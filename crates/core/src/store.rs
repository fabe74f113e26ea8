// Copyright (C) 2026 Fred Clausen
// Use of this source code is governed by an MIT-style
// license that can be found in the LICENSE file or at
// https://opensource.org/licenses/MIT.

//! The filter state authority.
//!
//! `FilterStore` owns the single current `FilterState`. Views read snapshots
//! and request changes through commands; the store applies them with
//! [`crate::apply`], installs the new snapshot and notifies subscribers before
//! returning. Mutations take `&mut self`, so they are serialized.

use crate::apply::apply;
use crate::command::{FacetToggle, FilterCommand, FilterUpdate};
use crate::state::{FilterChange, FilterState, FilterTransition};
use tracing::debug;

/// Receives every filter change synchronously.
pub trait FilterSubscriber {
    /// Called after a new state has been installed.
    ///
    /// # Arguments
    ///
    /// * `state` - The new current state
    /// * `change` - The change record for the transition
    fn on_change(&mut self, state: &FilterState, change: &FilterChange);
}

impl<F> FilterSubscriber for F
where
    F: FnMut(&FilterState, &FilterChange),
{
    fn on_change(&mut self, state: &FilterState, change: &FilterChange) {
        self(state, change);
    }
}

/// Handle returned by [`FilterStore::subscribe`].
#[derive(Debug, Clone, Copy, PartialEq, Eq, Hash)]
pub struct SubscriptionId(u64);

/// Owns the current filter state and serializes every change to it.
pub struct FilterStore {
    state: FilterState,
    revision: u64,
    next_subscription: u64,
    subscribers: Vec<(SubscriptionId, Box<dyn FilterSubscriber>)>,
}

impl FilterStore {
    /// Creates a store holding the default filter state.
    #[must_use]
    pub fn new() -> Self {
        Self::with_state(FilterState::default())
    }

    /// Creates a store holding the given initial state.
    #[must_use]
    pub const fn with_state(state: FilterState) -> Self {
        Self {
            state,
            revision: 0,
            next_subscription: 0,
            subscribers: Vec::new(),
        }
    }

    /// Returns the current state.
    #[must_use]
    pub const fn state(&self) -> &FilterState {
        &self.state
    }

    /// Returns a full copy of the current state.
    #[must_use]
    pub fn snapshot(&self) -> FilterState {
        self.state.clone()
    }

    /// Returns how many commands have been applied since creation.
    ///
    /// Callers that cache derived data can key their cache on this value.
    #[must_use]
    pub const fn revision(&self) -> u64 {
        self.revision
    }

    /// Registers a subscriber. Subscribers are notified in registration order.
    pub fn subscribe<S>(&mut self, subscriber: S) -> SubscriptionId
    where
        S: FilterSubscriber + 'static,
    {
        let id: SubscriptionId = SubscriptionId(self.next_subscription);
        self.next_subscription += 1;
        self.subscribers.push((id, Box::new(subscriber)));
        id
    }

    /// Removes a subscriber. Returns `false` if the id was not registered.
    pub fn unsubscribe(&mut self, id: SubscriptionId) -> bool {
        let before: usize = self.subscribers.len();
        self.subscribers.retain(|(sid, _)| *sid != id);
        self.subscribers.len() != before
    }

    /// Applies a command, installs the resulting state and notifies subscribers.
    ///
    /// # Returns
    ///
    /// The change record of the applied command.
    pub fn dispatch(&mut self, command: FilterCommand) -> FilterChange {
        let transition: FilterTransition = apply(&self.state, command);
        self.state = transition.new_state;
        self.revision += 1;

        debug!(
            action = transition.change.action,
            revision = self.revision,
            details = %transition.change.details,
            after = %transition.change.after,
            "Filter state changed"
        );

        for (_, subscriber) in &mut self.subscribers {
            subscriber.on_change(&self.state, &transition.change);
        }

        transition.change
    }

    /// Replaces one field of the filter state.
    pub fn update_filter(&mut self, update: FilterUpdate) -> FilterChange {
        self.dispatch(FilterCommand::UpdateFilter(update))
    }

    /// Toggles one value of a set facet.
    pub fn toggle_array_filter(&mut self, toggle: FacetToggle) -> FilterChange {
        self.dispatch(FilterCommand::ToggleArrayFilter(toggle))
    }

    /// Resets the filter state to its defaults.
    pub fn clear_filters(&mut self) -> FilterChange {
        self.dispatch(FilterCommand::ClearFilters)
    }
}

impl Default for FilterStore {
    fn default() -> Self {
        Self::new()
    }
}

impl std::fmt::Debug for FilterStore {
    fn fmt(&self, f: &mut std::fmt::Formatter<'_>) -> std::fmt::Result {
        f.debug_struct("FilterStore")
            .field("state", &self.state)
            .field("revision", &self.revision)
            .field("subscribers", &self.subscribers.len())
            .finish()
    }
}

------------------------

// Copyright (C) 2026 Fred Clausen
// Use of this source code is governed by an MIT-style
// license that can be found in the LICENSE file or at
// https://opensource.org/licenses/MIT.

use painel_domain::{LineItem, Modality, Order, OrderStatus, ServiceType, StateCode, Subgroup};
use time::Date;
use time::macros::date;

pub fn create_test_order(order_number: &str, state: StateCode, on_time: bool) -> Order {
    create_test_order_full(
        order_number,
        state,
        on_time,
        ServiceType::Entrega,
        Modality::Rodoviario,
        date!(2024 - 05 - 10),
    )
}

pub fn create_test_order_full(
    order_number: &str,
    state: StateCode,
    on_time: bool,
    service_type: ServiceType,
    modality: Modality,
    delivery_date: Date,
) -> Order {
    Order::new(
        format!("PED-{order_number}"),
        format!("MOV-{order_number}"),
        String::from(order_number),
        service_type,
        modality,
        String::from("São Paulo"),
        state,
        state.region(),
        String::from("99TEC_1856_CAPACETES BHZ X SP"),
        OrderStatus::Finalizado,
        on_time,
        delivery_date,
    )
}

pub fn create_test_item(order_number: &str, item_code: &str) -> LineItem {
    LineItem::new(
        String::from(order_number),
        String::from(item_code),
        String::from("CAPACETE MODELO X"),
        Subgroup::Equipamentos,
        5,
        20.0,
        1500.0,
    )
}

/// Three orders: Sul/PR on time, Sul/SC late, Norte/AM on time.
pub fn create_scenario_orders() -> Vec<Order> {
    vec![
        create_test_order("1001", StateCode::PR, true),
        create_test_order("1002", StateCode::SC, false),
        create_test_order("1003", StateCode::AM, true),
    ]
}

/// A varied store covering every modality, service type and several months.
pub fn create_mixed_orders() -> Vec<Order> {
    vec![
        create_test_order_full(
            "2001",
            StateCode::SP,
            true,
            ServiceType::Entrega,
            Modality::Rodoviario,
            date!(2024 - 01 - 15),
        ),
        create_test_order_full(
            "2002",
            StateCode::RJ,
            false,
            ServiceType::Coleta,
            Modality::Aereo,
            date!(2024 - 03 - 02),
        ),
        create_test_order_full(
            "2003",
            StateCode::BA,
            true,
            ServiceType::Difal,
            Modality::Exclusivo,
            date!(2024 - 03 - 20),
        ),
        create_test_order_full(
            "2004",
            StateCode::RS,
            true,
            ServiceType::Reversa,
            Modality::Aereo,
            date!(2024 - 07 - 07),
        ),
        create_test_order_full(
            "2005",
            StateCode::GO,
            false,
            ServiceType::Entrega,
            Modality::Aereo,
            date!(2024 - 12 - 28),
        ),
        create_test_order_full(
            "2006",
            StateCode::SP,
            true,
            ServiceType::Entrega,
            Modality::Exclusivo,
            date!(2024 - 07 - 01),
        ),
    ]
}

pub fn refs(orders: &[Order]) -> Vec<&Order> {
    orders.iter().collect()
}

------------------------

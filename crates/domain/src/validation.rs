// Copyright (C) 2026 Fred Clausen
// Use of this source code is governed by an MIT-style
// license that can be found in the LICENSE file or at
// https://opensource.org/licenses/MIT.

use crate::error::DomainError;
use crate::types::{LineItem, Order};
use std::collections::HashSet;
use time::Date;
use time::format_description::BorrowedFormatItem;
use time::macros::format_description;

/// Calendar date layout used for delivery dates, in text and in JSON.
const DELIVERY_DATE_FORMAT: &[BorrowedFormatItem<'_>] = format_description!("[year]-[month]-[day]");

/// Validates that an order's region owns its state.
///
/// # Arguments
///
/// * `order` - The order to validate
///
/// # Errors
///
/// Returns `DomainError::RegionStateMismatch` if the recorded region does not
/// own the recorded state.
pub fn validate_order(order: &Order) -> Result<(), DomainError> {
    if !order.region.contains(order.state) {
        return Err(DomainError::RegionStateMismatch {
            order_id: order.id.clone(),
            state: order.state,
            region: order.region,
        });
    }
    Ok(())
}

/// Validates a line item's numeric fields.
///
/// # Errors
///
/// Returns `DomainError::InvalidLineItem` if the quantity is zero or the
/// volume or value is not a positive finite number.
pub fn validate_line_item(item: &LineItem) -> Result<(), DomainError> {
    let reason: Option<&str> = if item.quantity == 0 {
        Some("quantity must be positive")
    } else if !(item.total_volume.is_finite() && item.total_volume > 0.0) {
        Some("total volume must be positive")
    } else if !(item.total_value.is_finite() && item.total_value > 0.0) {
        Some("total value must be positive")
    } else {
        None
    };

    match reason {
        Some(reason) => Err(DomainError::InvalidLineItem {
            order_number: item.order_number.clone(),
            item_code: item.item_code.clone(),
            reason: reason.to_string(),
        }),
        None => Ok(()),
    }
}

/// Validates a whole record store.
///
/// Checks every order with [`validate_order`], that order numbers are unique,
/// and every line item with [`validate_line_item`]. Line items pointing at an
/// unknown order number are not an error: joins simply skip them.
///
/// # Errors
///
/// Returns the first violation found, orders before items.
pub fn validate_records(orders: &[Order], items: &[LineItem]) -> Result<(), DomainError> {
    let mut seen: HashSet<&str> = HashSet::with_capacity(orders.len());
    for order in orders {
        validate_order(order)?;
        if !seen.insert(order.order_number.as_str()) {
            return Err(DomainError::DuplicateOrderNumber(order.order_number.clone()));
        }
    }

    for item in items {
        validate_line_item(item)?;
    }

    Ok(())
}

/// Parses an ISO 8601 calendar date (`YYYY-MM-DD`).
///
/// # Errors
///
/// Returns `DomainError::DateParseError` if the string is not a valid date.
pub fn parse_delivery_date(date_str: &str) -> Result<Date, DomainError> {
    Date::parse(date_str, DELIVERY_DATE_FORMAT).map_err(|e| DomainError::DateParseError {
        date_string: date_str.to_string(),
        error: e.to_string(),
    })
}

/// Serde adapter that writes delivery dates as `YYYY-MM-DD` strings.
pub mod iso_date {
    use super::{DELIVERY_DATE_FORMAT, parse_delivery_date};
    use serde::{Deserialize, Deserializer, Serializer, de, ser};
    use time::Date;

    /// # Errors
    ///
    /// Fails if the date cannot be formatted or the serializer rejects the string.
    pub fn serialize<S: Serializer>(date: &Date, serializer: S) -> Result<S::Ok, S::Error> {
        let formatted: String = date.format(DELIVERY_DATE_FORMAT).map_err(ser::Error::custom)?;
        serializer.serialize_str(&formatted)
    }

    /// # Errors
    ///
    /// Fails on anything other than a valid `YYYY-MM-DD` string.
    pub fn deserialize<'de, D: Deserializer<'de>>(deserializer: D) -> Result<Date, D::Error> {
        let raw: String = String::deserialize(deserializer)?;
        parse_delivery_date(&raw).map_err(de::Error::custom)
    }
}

------------------------

Work required: If the word "Subgroup" appears in a line above, copy that line.

Solution below:
use painel_domain::{LineItem, Modality, Order, OrderStatus, ServiceType, StateCode, Subgroup};
        Subgroup::Equipamentos,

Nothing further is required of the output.